Have you ever wondered what happened to Mufasa's carcass? Well, one TikToker has and they've got a step by step theory about it.
Disney's "The Lion King" is one of the most iconic animations of our time. The story takes us through such a journey accompanied by the amazing soundscape and of course all the quotables from Timon and Pumbaa among so many other treasured moments.
Among those unforgettable scenes is the scene where Scar kills Mufasa. But have you ever paused to think what happened to the carcass of the king of the Pride Lands after his brother sent him tumbling to his death? A dark fan theory from TikTok user ClassyKing0 is here to ruin your childhood.
The viral video by TikTok user ClassyKing0 questions what happened to Mufasa's body after his brother dropped him off the side of a cliff.
The video makes a convincing argument based of the real life animal kingdom, most specifically the food chain and what would be the supposed, likely outcome of the scene.

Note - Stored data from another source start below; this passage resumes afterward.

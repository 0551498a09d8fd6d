//! Fire-and-forget activity telemetry
//!
//! Tracking must never get in the way of the action being tracked: every
//! method reports success as a `bool` and swallows (after logging) any
//! failure.

use std::collections::BTreeMap;
use std::sync::Arc;
use std::sync::atomic::{AtomicBool, Ordering};
use tracing::{debug, error, warn};

use promptly_core::activity::{
    ActivityResult, ActivityType, ActivityUser, LlmPlatform, TrackActivityRequest,
};

use crate::api::ApiClient;
use crate::{ClientError, Result};

/// Activity tracking service
///
/// Construct one per process and share it behind an `Arc`.
pub struct ActivityTracker {
    api: Arc<ApiClient>,
    enabled: AtomicBool,
}

impl ActivityTracker {
    pub fn new(api: Arc<ApiClient>) -> Self {
        Self {
            api,
            enabled: AtomicBool::new(true),
        }
    }

    pub fn set_enabled(&self, enabled: bool) {
        self.enabled.store(enabled, Ordering::Relaxed);
    }

    pub fn is_enabled(&self) -> bool {
        self.enabled.load(Ordering::Relaxed)
    }

    /// Report one activity.
    ///
    /// Returns `true` when the event was delivered or tracking is disabled,
    /// `false` when the user can't be identified or delivery failed.
    pub async fn track(
        &self,
        user: &ActivityUser,
        activity_type: ActivityType,
        activity_result: ActivityResult,
        activity_details: BTreeMap<String, String>,
    ) -> bool {
        if !self.is_enabled() {
            debug!("Activity tracking is disabled");
            return true;
        }

        match self
            .try_track(user, activity_type, activity_result, activity_details)
            .await
        {
            Ok(()) => true,
            Err(ClientError::MissingIdentity(reason)) => {
                warn!(
                    activity = %activity_type,
                    "Activity tracking skipped: {}", reason
                );
                false
            }
            Err(e) => {
                error!(activity = %activity_type, "Failed to track activity: {}", e);
                false
            }
        }
    }

    async fn try_track(
        &self,
        user: &ActivityUser,
        activity_type: ActivityType,
        activity_result: ActivityResult,
        activity_details: BTreeMap<String, String>,
    ) -> Result<()> {
        let user_id = user
            .identifier()
            .ok_or_else(|| ClientError::MissingIdentity("no user identifier".to_string()))?;
        let email = user
            .email()
            .ok_or_else(|| ClientError::MissingIdentity("no email".to_string()))?;

        let request = TrackActivityRequest {
            user_id: user_id.to_string(),
            email: email.to_string(),
            timestamp: chrono::Utc::now().timestamp_millis(),
            activity_type,
            activity_result,
            activity_details,
        };

        self.api.track_activity(&request).await?;
        debug!(activity = %activity_type, "Activity tracked");
        Ok(())
    }

    pub async fn track_login(&self, user: &ActivityUser) -> bool {
        self.track(
            user,
            ActivityType::Login,
            ActivityResult::Success,
            BTreeMap::new(),
        )
        .await
    }

    pub async fn track_logout(&self, user: &ActivityUser, result: ActivityResult) -> bool {
        self.track(user, ActivityType::Logout, result, BTreeMap::new())
            .await
    }

    pub async fn track_profile_created(
        &self,
        user: &ActivityUser,
        profile_id: Option<&str>,
    ) -> bool {
        self.track_success(
            user,
            ActivityType::ProfileCreated,
            details([("profile_id", profile_id)]),
        )
        .await
    }

    pub async fn track_profile_updated(
        &self,
        user: &ActivityUser,
        profile_id: Option<&str>,
    ) -> bool {
        self.track_success(
            user,
            ActivityType::ProfileUpdated,
            details([("profile_id", profile_id)]),
        )
        .await
    }

    pub async fn track_persona_created(
        &self,
        user: &ActivityUser,
        persona_id: Option<&str>,
        profile_id: Option<&str>,
    ) -> bool {
        self.track_success(
            user,
            ActivityType::PersonaCreated,
            details([("persona_id", persona_id), ("profile_id", profile_id)]),
        )
        .await
    }

    pub async fn track_persona_updated(
        &self,
        user: &ActivityUser,
        persona_id: Option<&str>,
        profile_id: Option<&str>,
    ) -> bool {
        self.track_success(
            user,
            ActivityType::PersonaUpdated,
            details([("persona_id", persona_id), ("profile_id", profile_id)]),
        )
        .await
    }

    pub async fn track_template_created(
        &self,
        user: &ActivityUser,
        template_id: Option<&str>,
        profile_id: Option<&str>,
    ) -> bool {
        self.track_success(
            user,
            ActivityType::TemplateCreated,
            details([("template_id", template_id), ("profile_id", profile_id)]),
        )
        .await
    }

    pub async fn track_template_updated(
        &self,
        user: &ActivityUser,
        template_id: Option<&str>,
        profile_id: Option<&str>,
    ) -> bool {
        self.track_success(
            user,
            ActivityType::TemplateUpdated,
            details([("template_id", template_id), ("profile_id", profile_id)]),
        )
        .await
    }

    pub async fn track_prompt_created(
        &self,
        user: &ActivityUser,
        prompt_id: Option<&str>,
        profile_id: Option<&str>,
    ) -> bool {
        self.track_success(
            user,
            ActivityType::PromptCreated,
            details([("prompt_id", prompt_id), ("profile_id", profile_id)]),
        )
        .await
    }

    pub async fn track_prompt_executed(
        &self,
        user: &ActivityUser,
        platform: LlmPlatform,
        prompt_id: Option<&str>,
    ) -> bool {
        self.track_success(
            user,
            platform.executed_activity(),
            details([("llm_platform", Some(platform.as_str())), ("prompt_id", prompt_id)]),
        )
        .await
    }

    /// Report a failed action. `extra` entries override `error_message`.
    pub async fn track_error(
        &self,
        user: &ActivityUser,
        activity_type: ActivityType,
        error_message: &str,
        extra: BTreeMap<String, String>,
    ) -> bool {
        let mut activity_details = BTreeMap::from([(
            "error_message".to_string(),
            error_message.to_string(),
        )]);
        activity_details.extend(extra);

        self.track(user, activity_type, ActivityResult::Failure, activity_details)
            .await
    }

    async fn track_success(
        &self,
        user: &ActivityUser,
        activity_type: ActivityType,
        activity_details: BTreeMap<String, String>,
    ) -> bool {
        self.track(user, activity_type, ActivityResult::Success, activity_details)
            .await
    }
}

/// Detail map from the entries that have a non-empty value
fn details<const N: usize>(entries: [(&str, Option<&str>); N]) -> BTreeMap<String, String> {
    entries
        .into_iter()
        .filter_map(|(key, value)| {
            value
                .filter(|v| !v.is_empty())
                .map(|v| (key.to_string(), v.to_string()))
        })
        .collect()
}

In the video, we see user ClassyKing0 research which animals eat lion carcasses. This search brings us to the conclusion that it could not have been the hyenas.
However, what we do get from the provided research is that lions are the only animals that hunt and eat lion carcasses in real life.
You can probably see where this one is going right? Nowhere good, that's for sure. So the video then brings our attention to a later scene where Scar is playing with a skull.
Upon a quick comparison between the skull that Scar is playing with and a google search of what a lion skull looks like, the video shows the similarities. The skull in the movie does indeed resemble a lion skull, the video shows us.
The evidence points to Scar having eaten Mufasa and then keeping his brother's skull around as a darks and twisted souvenir.
So, in conclusion, Scar's going to need a very good lawyer to get himself out of this one because the case against him seems airtight.
And while you may never watch "The Lion King" the same again, this is not the only Disney film that may be altered upon additional context.
Something about knowing the story behind the story tends to make the world a little bleaker, like knowing the truth of the story of Pocahontas.